Kalaupun akhirnya menyatakan pendapat, tak jarang bentuknya seragam dengan muatan yang tidak unik atau spesifik lantaran takut dicemooh atau dinilai rendah oleh orang lain. Inilah yang coba kami kikis pada diri anak kami. Sejak belia kami ajak mereka untuk berani berkomunikasi dengan orang lain demi memuluskan hajat mereka.
|
Berani mengekspresikan maksud dan gagasan adalah modal penting agar anak berkembang. |
Misalnya saat membuka rekening bank khusus anak dan menyetorkan uang dari uang saku mereka. Mereka awalnya enggan dan bahkan malu, tapi lambat laun memiliki kecenderungan untuk mengungkapkan apa yang menjadi kebutuhan sehingga dipahami orang lain.
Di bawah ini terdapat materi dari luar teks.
use std::fmt;
use std::str::FromStr;

use serde::{Deserialize, Deserializer, Serialize, Serializer};

use crate::cell::CellValue;
use crate::columns::{Column, ColumnLayout};
use crate::errors::ModelError;

/// `SI`/`NO` flag as stored in the sheet.
#[derive(Debug, Clone, Copy, PartialEq, Eq, Hash, Default, Serialize, Deserialize)]
#[serde(try_from = "Option<String>")]
pub enum YesNo {
    #[serde(rename = "SI")]
    Si,
    #[default]
    #[serde(rename = "NO")]
    No,
}

impl YesNo {
    pub fn as_str(self) -> &'static str {
        match self {
            YesNo::Si => "SI",
            YesNo::No => "NO",
        }
    }

    pub fn is_yes(self) -> bool {
        self == YesNo::Si
    }
}

impl FromStr for YesNo {
    type Err = ModelError;

    fn from_str(s: &str) -> Result<Self, Self::Err> {
        match s.trim().to_uppercase().as_str() {
            "SI" | "SÍ" => Ok(YesNo::Si),
            "NO" => Ok(YesNo::No),
            _ => Err(ModelError::InvalidYesNo(s.to_string())),
        }
    }
}

impl TryFrom<Option<String>> for YesNo {
    type Error = ModelError;

    /// `null` reads as `NO`, like an absent field.
    fn try_from(s: Option<String>) -> Result<Self, Self::Error> {
        s.map_or(Ok(YesNo::No), |s| s.parse())
    }
}

impl fmt::Display for YesNo {
    fn fmt(&self, f: &mut fmt::Formatter<'_>) -> fmt::Result {
        f.write_str(self.as_str())
    }
}

/// Listing fields without the id: the body of create and update requests,
/// and the content of one sheet row.
///
/// Every field is optional on input and falls back to `""`, `0` or `NO`.
/// Numeric fields also accept numeric strings.
#[derive(Debug, Clone, PartialEq, Default, Serialize, Deserialize)]
#[serde(rename_all = "camelCase", default)]
pub struct PropertyData {
    #[serde(deserialize_with = "null_as_empty")]
    pub zona: String,
    #[serde(deserialize_with = "null_as_empty")]
    pub descripcion: String,
    #[serde(deserialize_with = "null_as_empty")]
    pub direccion: String,
    #[serde(deserialize_with = "null_as_empty")]
    pub link: String,
    #[serde(deserialize_with = "lenient_i64")]
    pub ambientes: i64,
    #[serde(deserialize_with = "lenient_f64", serialize_with = "whole_number")]
    pub precio: f64,
    #[serde(deserialize_with = "lenient_f64", serialize_with = "whole_number")]
    pub expensas: f64,
    pub cochera: YesNo,
    #[serde(deserialize_with = "lenient_i64")]
    pub antiguedad: i64,
    #[serde(deserialize_with = "lenient_f64", serialize_with = "whole_number")]
    pub metros_totales: f64,
    #[serde(deserialize_with = "lenient_f64", serialize_with = "whole_number")]
    pub metros_cubiertos: f64,
    #[serde(deserialize_with = "lenient_i64")]
    pub tiempo_al_trabajo: i64,
    pub descartado: YesNo,
    #[serde(deserialize_with = "null_as_empty")]
    pub motivo: String,
    pub visitado: YesNo,
}

impl PropertyData {
    /// Build a row from a cell lookup; absent cells take the field default.
    pub fn from_cells<F>(cell: F) -> Self
    where
        F: Fn(Column) -> CellValue,
    {
        let text = |c: Column| cell(c).as_text().unwrap_or_default();
        Self {
            zona: text(Column::Zona),
            descripcion: text(Column::Descripcion),
            direccion: text(Column::Direccion),
            link: text(Column::Link),
            ambientes: cell(Column::Ambientes).to_i64(),
            precio: cell(Column::Precio).to_f64(),
            expensas: cell(Column::Expensas).to_f64(),
            cochera: cell(Column::Cochera).to_yes_no(),
            antiguedad: cell(Column::Antiguedad).to_i64(),
            metros_totales: cell(Column::MetrosTotales).to_f64(),
            metros_cubiertos: cell(Column::MetrosCubiertos).to_f64(),
            tiempo_al_trabajo: cell(Column::TiempoAlTrabajo).to_i64(),
            descartado: cell(Column::Descartado).to_yes_no(),
            motivo: text(Column::Motivo),
            visitado: cell(Column::Visitado).to_yes_no(),
        }
    }

    /// Build a row from positional cells (column A first). Missing trailing
    /// cells default.
    pub fn from_positional(row: &[CellValue]) -> Self {
        Self::from_cells(|c| row.get(c.index()).cloned().unwrap_or(CellValue::Empty))
    }

    pub fn cell(&self, column: Column) -> CellValue {
        match column {
            Column::Zona => self.zona.as_str().into(),
            Column::Descripcion => self.descripcion.as_str().into(),
            Column::Direccion => self.direccion.as_str().into(),
            Column::Link => self.link.as_str().into(),
            Column::Ambientes => self.ambientes.into(),
            Column::Precio => self.precio.into(),
            Column::Expensas => self.expensas.into(),
            Column::Cochera => self.cochera.as_str().into(),
            Column::Antiguedad => self.antiguedad.into(),
            Column::MetrosTotales => self.metros_totales.into(),
            Column::MetrosCubiertos => self.metros_cubiertos.into(),
            Column::TiempoAlTrabajo => self.tiempo_al_trabajo.into(),
            Column::Descartado => self.descartado.as_str().into(),
            Column::Motivo => self.motivo.as_str().into(),
            Column::Visitado => self.visitado.as_str().into(),
        }
    }

    /// The full row for `layout`, one cell per column in sheet order.
    pub fn to_cells(&self, layout: ColumnLayout) -> Vec<CellValue> {
        layout.columns().iter().map(|c| self.cell(*c)).collect()
    }

    /// Price per covered square metre, rounded; 0 when the covered area is not positive.
    pub fn price_per_covered_meter(&self) -> f64 {
        if self.metros_cubiertos > 0.0 {
            (self.precio / self.metros_cubiertos).round()
        } else {
            0.0
        }
    }

    pub fn is_discarded(&self) -> bool {
        self.descartado.is_yes()
    }

    pub fn is_visited(&self) -> bool {
        self.visitado.is_yes()
    }
}

/// A listing with its id.
///
/// The id is positional: backends assign the 0-based row ordinal on every
/// read, it is never stored in the sheet.
#[derive(Debug, Clone, PartialEq, Serialize, Deserialize)]
pub struct Property {
    pub id: i64,
    #[serde(flatten)]
    pub data: PropertyData,
}

impl Property {
    pub fn new(id: i64, data: PropertyData) -> Self {
        Self { id, data }
    }

    /// Assign positional ids to rows in scan order.
    pub fn enumerate<I>(rows: I) -> Vec<Property>
    where
        I: IntoIterator<Item = PropertyData>,
    {
        rows.into_iter()
            .enumerate()
            .map(|(i, data)| Property::new(i as i64, data))
            .collect()
    }
}

#[derive(Deserialize)]
#[serde(untagged)]
enum NumberLike {
    Int(i64),
    Float(f64),
    Text(String),
    Bool(bool),
}

impl NumberLike {
    fn into_cell(self) -> CellValue {
        match self {
            NumberLike::Int(i) => CellValue::from(i),
            NumberLike::Float(f) => CellValue::from(f),
            NumberLike::Text(s) => CellValue::from(s),
            NumberLike::Bool(b) => CellValue::from(if b { 1.0 } else { 0.0 }),
        }
    }
}

fn lenient_i64<'de, D: Deserializer<'de>>(d: D) -> Result<i64, D::Error> {
    Ok(Option::<NumberLike>::deserialize(d)?.map(|n| n.into_cell().to_i64()).unwrap_or(0))
}

fn lenient_f64<'de, D: Deserializer<'de>>(d: D) -> Result<f64, D::Error> {
    Ok(Option::<NumberLike>::deserialize(d)?.map(|n| n.into_cell().to_f64()).unwrap_or(0.0))
}

fn null_as_empty<'de, D: Deserializer<'de>>(d: D) -> Result<String, D::Error> {
    Ok(Option::<String>::deserialize(d)?.unwrap_or_default())
}

/// Integral amounts go out as JSON integers (`100000`, not `100000.0`).
fn whole_number<S: Serializer>(n: &f64, s: S) -> Result<S::Ok, S::Error> {
    const MAX_EXACT: f64 = 9_007_199_254_740_992.0;
    if n.fract() == 0.0 && n.abs() < MAX_EXACT {
        s.serialize_i64(*n as i64)
    } else {
        s.serialize_f64(*n)
    }
}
Untuk tahap pertama, kami biasakan dalam bahasa Indonesia, dan selanjutnya beralih ke model presentasi dalam bahasa Inggris yang akan sangat mereka butuhkan kelak.
9 | Jangan lupa berbagi
Akhirnya value yang sangat utama untuk dibentuk dan ditanamkan pada anak-anak adalah kebiasaan untuk peduli lewat kegiatan berbagi. Sejak masih tinggal di Bogor, mereka kami libatkan dalam acara berbagi nasi yang ngider keliling Bogor setiap dua pekan sekali. Mereka juga kami ajak berkunjung ke sebuah pantai yang kebakaran di bilangan Sukasari agar mereka mensyukuri keadaan apa pun sambil membangun rasa empati.
|
Rumi dan Bumi ikut serta membagikan nasi bungkus suatu pagi untuk warga yang terdampak pandemi. |
Kepedulian ini semakin kontekstual saat pandemi melanda dunia tanpa terkecuali. Selain diskusi tentang acara sosial, mereka sering kami ajak ikut langsung kegiatan membagikan nasi bungkus siap santap setiap Jumat pagi lewat komunitas sedekah Nasi Bungkus Community (NBC). Komunitas ini juga membagikan puluhan truk air bersih ke lima kecamatan saat Lamongan dilanda kekeringan parah 2018 silam.
Besar harapan kami aktivitas positif semacam itu akan menjadi energi baik yang akan menyalakan semangat kepedulian dan cinta kasih sampai kapan pun dan di mana pun mereka berada. Mereka harus mampu memberikan kontribusi atau andil untuk memberdayakan masyarakat sesuai peran yang mereka ambil. Mereka harus tumbuh penuh kebahagiaan dan menikmati setiap pencapaian, termasuk membantu orang.
Rasa syukur dalam setiap pencapaian kecil, apalagi melibatkan bantuan pada orang, adalah tonggak penting yang akan menyempurnakan kecerdasan majemuk mereka sebagai bagian vital untuk memasuki dunia kerja. Tepat seperti yang saya baca di parentsquads.com yang kini menjadi portal langganan untuk belajar seputar pengasuhan.
Entah mengabdi di Indonesia dalam posisi sebagai apa pun, ataupun bekerja sesuai passion mereka seperti yang diidamkan yakni di Jerman dan Belanda, satu hal yang kami wejangkan agar sembilan hal ini terus terpatri sebagai bagian tak terpisahkan sampai kapan pun. Agar mereka menikmati kebersamaan bersama warga dunia lainnya dalam membentuk masyarakat yang sehat dan produktif menurut skill dan empati yang sudah mereka siapkan.